Option	Type	Capex	Verdict
AXIS S1264 (64 TB) + Camera Station Pro	Single-vendor appliance	$18–22k	Primary — cleanest. All-Axis, perpetual license, 5-yr warranty
Synology RS2821RP+ + Surveillance Station	Linux appliance, BTRFS self-heal	$5.5–6.5k	Best value — my pick if capex matters. ⅓ the cost, self-healing; put the savings toward the 2nd WAN
DIY server + Blue Iris / Frigate	Parted-out	$3–4k	Second-archive only — no SLA, fails like the current VM did

My call: AXIS S1264 + ACS Pro as system-of-record if you want the single cleanest thing to hand an integrator; the Synology RS2821RP+ at ~⅓ the price is the honest best-value pick. Either way: RAID-6 + hot spare, surveillance-grade drives only, 60-day baseline / 90-day on entrances-bar-ATM-parking (confirm the alcohol-venue legal minimum with counsel + insurer), H.265 + Zipstream on, and fix cam3 / cam15 / Lane-1 during cutover.

What happens next — and what needs you

🔴 Needs you — nothing moves without these

Credentials + a management tunnel into the Meraki org and the Cisco/ESXi gear (read-only first). Everything downstream depends on this.
MSP offboarding — the ownership decision. Recover Cisco/CUCM/ISR/Flowroute/OCI creds from ciscoasp.net; resolve who owns the Oracle Cloud tenancy (it's the kill-switch for your Wi-Fi controller).
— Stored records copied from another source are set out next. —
use serde::{Deserialize, Serialize};
use std::collections::{BTreeMap, HashMap};
use std::fmt;
use std::path::PathBuf;

use crate::types::LogLevel;

/// Root pipeline configuration. Loaded from an optional TOML file named by
/// `LOGSTREAM_CONFIG`, overridden by environment variables with the prefix
/// `LOGSTREAM__`.
#[derive(Debug, Clone, Deserialize)]
pub struct AppConfig {
    #[serde(default = "default_service_name")]
    pub service_name: String,
    #[serde(default = "default_version")]
    pub version: String,
    #[serde(default)]
    pub profile: Profile,
    #[serde(default)]
    pub buffer: BufferConfig,
    #[serde(default)]
    pub flush: FlushConfig,
    #[serde(default)]
    pub metrics: MetricsConfig,
    #[serde(default)]
    pub alerting: AlertingConfig,
    #[serde(default)]
    pub analytics: AnalyticsConfig,
    /// Explicit sinks. When empty the profile defaults apply.
    #[serde(default)]
    pub sinks: Vec<SinkConfig>,
}

/// Deployment profile; selects the default sink set.
#[derive(Debug, Clone, Copy, Default, PartialEq, Eq, Serialize, Deserialize)]
#[serde(rename_all = "snake_case")]
pub enum Profile {
    #[default]
    Development,
    Production,
}

#[derive(Debug, Clone, Deserialize)]
pub struct BufferConfig {
    /// Hard capacity; exceeding it discards the oldest entries.
    #[serde(default = "default_buffer_capacity")]
    pub capacity: usize,
    /// Number of most recent entries kept after an overflow.
    #[serde(default = "default_buffer_retain")]
    pub retain: usize,
}

#[derive(Debug, Clone, Deserialize)]
pub struct FlushConfig {
    #[serde(default = "default_flush_interval_ms")]
    pub interval_ms: u64,
}

#[derive(Debug, Clone, Deserialize)]
pub struct MetricsConfig {
    #[serde(default = "default_recent_errors_cap")]
    pub recent_errors_cap: usize,
    #[serde(default = "default_recent_errors_retain")]
    pub recent_errors_retain: usize,
}

#[derive(Debug, Clone, Deserialize)]
pub struct AlertingConfig {
    #[serde(default = "default_cooldown_secs")]
    pub cooldown_secs: u64,
    #[serde(default)]
    pub email_gateway_url: Option<String>,
    #[serde(default)]
    pub sms_gateway_url: Option<String>,
    #[serde(default = "default_request_timeout_ms")]
    pub request_timeout_ms: u64,
}

/// Analytics window parameters. All durations are in seconds.
#[derive(Debug, Clone, Deserialize)]
pub struct AnalyticsConfig {
    #[serde(default = "default_window_secs")]
    pub window_secs: u64,
    #[serde(default = "default_bucket_count")]
    pub bucket_count: usize,
    #[serde(default = "default_hot_issue_limit")]
    pub hot_issue_limit: usize,
    #[serde(default = "default_login_marker")]
    pub login_marker: String,
}

// ─── Sinks ──────────────────────────────────────────────────────────────

/// A configured delivery destination.
#[derive(Debug, Clone, PartialEq, Serialize, Deserialize)]
pub struct SinkConfig {
    #[serde(default = "default_true")]
    pub enabled: bool,
    #[serde(default = "default_min_level")]
    pub min_level: LogLevel,
    #[serde(flatten)]
    pub output: OutputConfig,
}

#[derive(Debug, Clone, PartialEq, Serialize, Deserialize)]
#[serde(tag = "type", rename_all = "snake_case")]
pub enum OutputConfig {
    Console(ConsoleOutput),
    File(FileOutput),
    SearchIndex(SearchIndexOutput),
    Aggregator(AggregatorOutput),
    Webhook(WebhookOutput),
}

#[derive(Debug, Clone, Copy, PartialEq, Eq, Hash, Serialize, Deserialize)]
#[serde(rename_all = "snake_case")]
pub enum SinkKind {
    Console,
    File,
    SearchIndex,
    Aggregator,
    Webhook,
}

impl SinkKind {
    pub fn as_str(&self) -> &'static str {
        match self {
            SinkKind::Console => "console",
            SinkKind::File => "file",
            SinkKind::SearchIndex => "search_index",
            SinkKind::Aggregator => "aggregator",
            SinkKind::Webhook => "webhook",
        }
    }
}

impl fmt::Display for SinkKind {
    fn fmt(&self, f: &mut fmt::Formatter<'_>) -> fmt::Result {
        f.write_str(self.as_str())
    }
}

impl OutputConfig {
    pub fn kind(&self) -> SinkKind {
        match self {
            OutputConfig::Console(_) => SinkKind::Console,
            OutputConfig::File(_) => SinkKind::File,
            OutputConfig::SearchIndex(_) => SinkKind::SearchIndex,
            OutputConfig::Aggregator(_) => SinkKind::Aggregator,
            OutputConfig::Webhook(_) => SinkKind::Webhook,
        }
    }
}

#[derive(Debug, Clone, PartialEq, Serialize, Deserialize)]
pub struct ConsoleOutput {
    #[serde(default = "default_true")]
    pub colorize: bool,
    #[serde(default)]
    pub json: bool,
}

#[derive(Debug, Clone, Copy, Default, PartialEq, Eq, Serialize, Deserialize)]
#[serde(rename_all = "snake_case")]
pub enum FileFormat {
    #[default]
    Json,
    Text,
}

#[derive(Debug, Clone, PartialEq, Serialize, Deserialize)]
pub struct FileOutput {
    #[serde(default = "default_log_path")]
    pub path: PathBuf,
    #[serde(default)]
    pub format: FileFormat,
    #[serde(default = "default_max_file_size")]
    pub max_size_bytes: u64,
    #[serde(default = "default_max_files")]
    pub max_files: usize,
}

#[derive(Debug, Clone, PartialEq, Serialize, Deserialize)]
pub struct SearchIndexOutput {
    pub url: String,
    #[serde(default = "default_index")]
    pub index: String,
    #[serde(default)]
    pub api_key: Option<String>,
    #[serde(default)]
    pub headers: HashMap<String, String>,
    #[serde(default = "default_request_timeout_ms")]
    pub timeout_ms: u64,
}

#[derive(Debug, Clone, PartialEq, Serialize, Deserialize)]
pub struct AggregatorOutput {
    pub url: String,
    #[serde(default)]
    pub labels: BTreeMap<String, String>,
    #[serde(default)]
    pub tenant_id: Option<String>,
    #[serde(default = "default_request_timeout_ms")]
    pub timeout_ms: u64,
}

#[derive(Debug, Clone, PartialEq, Serialize, Deserialize)]
pub struct WebhookOutput {
    pub url: String,
    #[serde(default)]
    pub headers: HashMap<String, String>,
    #[serde(default = "default_request_timeout_ms")]
    pub timeout_ms: u64,
}

impl SinkConfig {
    pub fn new(output: OutputConfig, min_level: LogLevel) -> Self {
        Self {
            enabled: true,
            min_level,
            output,
        }
    }

    pub fn disabled(mut self) -> Self {
        self.enabled = false;
        self
    }

    pub fn kind(&self) -> SinkKind {
        self.output.kind()
    }

    /// Default sink set for a deployment profile.
    pub fn defaults_for(profile: Profile) -> Vec<SinkConfig> {
        match profile {
            Profile::Development => vec![SinkConfig::new(
                OutputConfig::Console(ConsoleOutput {
                    colorize: true,
                    json: false,
                }),
                LogLevel::Debug,
            )],
            Profile::Production => vec![
                SinkConfig::new(
                    OutputConfig::Console(ConsoleOutput {
                        colorize: false,
                        json: true,
                    }),
                    LogLevel::Warn,
                ),
                SinkConfig::new(
                    OutputConfig::File(FileOutput {
                        path: default_log_path(),
                        format: FileFormat::Json,
                        max_size_bytes: default_max_file_size(),
                        max_files: default_max_files(),
                    }),
                    LogLevel::Info,
                ),
            ],
        }
    }
}

// Default functions
fn default_service_name() -> String {
    "logstream".to_string()
}
fn default_version() -> String {
    env!("CARGO_PKG_VERSION").to_string()
}
fn default_buffer_capacity() -> usize {
    10_000
}
fn default_buffer_retain() -> usize {
    5_000
}
fn default_flush_interval_ms() -> u64 {
    1000
}
fn default_recent_errors_cap() -> usize {
    100
}
fn default_recent_errors_retain() -> usize {
    50
}
fn default_cooldown_secs() -> u64 {
    300
}
fn default_request_timeout_ms() -> u64 {
    5000
}
fn default_window_secs() -> u64 {
    3600
}
fn default_bucket_count() -> usize {
    12
}
fn default_hot_issue_limit() -> usize {
    10
}
fn default_login_marker() -> String {
    "login".to_string()
}
fn default_true() -> bool {
    true
}
fn default_min_level() -> LogLevel {
    LogLevel::Info
}
fn default_log_path() -> PathBuf {
    PathBuf::from("logs/app.log")
}
fn default_max_file_size() -> u64 {
    10 * 1024 * 1024
}
fn default_max_files() -> usize {
    5
}
fn default_index() -> String {
    "logs".to_string()
}

impl Default for BufferConfig {
    fn default() -> Self {
        Self {
            capacity: default_buffer_capacity(),
            retain: default_buffer_retain(),
        }
    }
}

impl Default for FlushConfig {
    fn default() -> Self {
        Self {
            interval_ms: default_flush_interval_ms(),
        }
    }
}

impl Default for MetricsConfig {
    fn default() -> Self {
        Self {
            recent_errors_cap: default_recent_errors_cap(),
            recent_errors_retain: default_recent_errors_retain(),
        }
    }
}

impl Default for AlertingConfig {
    fn default() -> Self {
        Self {
            cooldown_secs: default_cooldown_secs(),
            email_gateway_url: None,
            sms_gateway_url: None,
            request_timeout_ms: default_request_timeout_ms(),
        }
    }
}

impl Default for AnalyticsConfig {
    fn default() -> Self {
        Self {
            window_secs: default_window_secs(),
            bucket_count: default_bucket_count(),
            hot_issue_limit: default_hot_issue_limit(),
            login_marker: default_login_marker(),
        }
    }
}

impl Default for AppConfig {
    fn default() -> Self {
        Self {
            service_name: default_service_name(),
            version: default_version(),
            profile: Profile::default(),
            buffer: BufferConfig::default(),
            flush: FlushConfig::default(),
            metrics: MetricsConfig::default(),
            alerting: AlertingConfig::default(),
            analytics: AnalyticsConfig::default(),
            sinks: Vec::new(),
        }
    }
}

impl AppConfig {
    /// Load configuration from an optional config file and the environment.
    pub fn load() -> Result<Self, config::ConfigError> {
        let mut builder = config::Config::builder();

        if let Ok(path) = std::env::var("LOGSTREAM_CONFIG") {
            builder = builder.add_source(config::File::with_name(&path).required(false));
        }

        let config = builder
            .add_source(
                config::Environment::with_prefix("LOGSTREAM")
                    .separator("__")
                    .try_parsing(true)
                    .list_separator(","),
            )
            .build()?;
        config.try_deserialize()
    }

    /// Parse configuration from a TOML document.
    pub fn from_toml(source: &str) -> Result<Self, config::ConfigError> {
        config::Config::builder()
            .add_source(config::File::from_str(source, config::FileFormat::Toml))
            .build()?
            .try_deserialize()
    }

    /// The configured sinks, or the profile defaults when none are given.
    pub fn effective_sinks(&self) -> Vec<SinkConfig> {
        if self.sinks.is_empty() {
            SinkConfig::defaults_for(self.profile)
        } else {
            self.sinks.clone()
        }
    }
}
A contract action only you can start.
Owner decisions that size the project: camera retention window (with counsel/insurer) · Sekure-vs-direct Square rate review · Julianne's QuickBooks + payroll handover · capital approval (~$11–25k) · is esxi1 truly just your play box?
Approve the two contested-fact probes (§3): box-login pacbowlswitch1 via the Term Server, and the OCI/ASP-NSO ownership trace.
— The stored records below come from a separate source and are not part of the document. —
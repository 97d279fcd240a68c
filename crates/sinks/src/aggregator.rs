//! Log-aggregator sink speaking the Loki push API.
//!
//! Entries are grouped into streams by `(level, service)` on top of the
//! configured static labels.

use async_trait::async_trait;
use logstream_core::config::{AggregatorOutput, SinkKind};
use logstream_core::LogEntry;
use reqwest::header::{HeaderMap, HeaderValue};
use serde::Serialize;
use std::collections::BTreeMap;
use std::sync::Arc;
use tracing::debug;

use crate::error::SinkError;
use crate::http::{build_client, check_status};
use crate::LogSink;

#[derive(Debug, Serialize)]
struct PushRequest {
    streams: Vec<Stream>,
}

#[derive(Debug, Serialize)]
struct Stream {
    stream: BTreeMap<String, String>,
    values: Vec<[String; 2]>,
}

pub struct AggregatorSink {
    client: reqwest::Client,
    endpoint: String,
    labels: BTreeMap<String, String>,
    headers: HeaderMap,
}

impl AggregatorSink {
    pub fn new(config: AggregatorOutput) -> Result<Self, SinkError> {
        let mut headers = HeaderMap::new();
        if let Some(tenant) = &config.tenant_id {
            if let Ok(value) = HeaderValue::from_str(tenant) {
                headers.insert("x-scope-orgid", value);
            }
        }
        Ok(Self {
            client: build_client(config.timeout_ms)?,
            endpoint: format!("{}/loki/api/v1/push", config.url.trim_end_matches('/')),
            labels: config.labels,
            headers,
        })
    }

    fn push_request(&self, batch: &[Arc<LogEntry>]) -> Result<PushRequest, SinkError> {
        let mut streams: BTreeMap<(String, String), Vec<[String; 2]>> = BTreeMap::new();
        for entry in batch {
            let ts = entry
                .timestamp
                .timestamp_nanos_opt()
                .unwrap_or_else(|| entry.timestamp.timestamp_millis() * 1_000_000);
            let line = serde_json::to_string(entry.as_ref())?;
            streams
                .entry((entry.level.as_str().to_string(), entry.service.clone()))
                .or_default()
                .push([ts.to_string(), line]);
        }

        let streams = streams
            .into_iter()
            .map(|((level, service), values)| {
                let mut stream = self.labels.clone();
                stream.insert("level".into(), level);
                stream.insert("service".into(), service);
                Stream { stream, values }
            })
            .collect();
        Ok(PushRequest { streams })
    }
}

#[async_trait]
impl LogSink for AggregatorSink {
    fn kind(&self) -> SinkKind {
        SinkKind::Aggregator
    }

    async fn write_batch(&self, batch: &[Arc<LogEntry>]) -> Result<(), SinkError> {
        let request = self.push_request(batch)?;
        let resp = self
            .client
            .post(&self.endpoint)
            .headers(self.headers.clone())
            .json(&request)
            .send()
            .await?;
        check_status(resp).await?;
        debug!(count = batch.len(), streams = request.streams.len(), "Pushed log batch");
        Ok(())
    }
}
🟠 Security quick wins — do first, low interdependency

Turn the firewall back on — rewrite the MX inbound rules to default-deny, killing the ANYTHING allow, without stranding the Client VPN. Highest leverage single change.
Close the six internet-facing mgmt planes — kill public SSH on the ISR bypass edge + FlexVPN heads; lock down Expressway-E + vWLC; power off internet-exposed VCS-E early.
Lock the phone gateway to Flowroute (pin dial-peers) to kill the toll-fraud surface.
Fix the admin plane — org-wide MFA (owners first), revoke dangling invites + external full-org admins, rotate all four API keys now (the personal-Gmail key was live today).
Rotate weak Wi-Fi keys, enable PMF, quarantine the spoofed-MAC host on the cardholder VLAN.
Order long-lead hardware + submit the Flowroute number-port order in parallel.

🟢 Resilience, cutover, decommission

Take full per-VM backups now via the restored vCenter — before any power-cycle.
Install the 2nd diverse WAN + warm-spare MX — the go-live gate for voice/POS/RADIUS.
Cutover (parallel-run → cut): camera NVR first, then Wi-Fi/RADIUS → voice → Square P2PE → QBO → Google Drives.
Decommission (only after each is verified migrated): DC1/DC2 → Cisco UC + MSP/OCI overlay → vCenter/hosts → both QNAPs last, rehoming our onsite agent to a mini-PC first.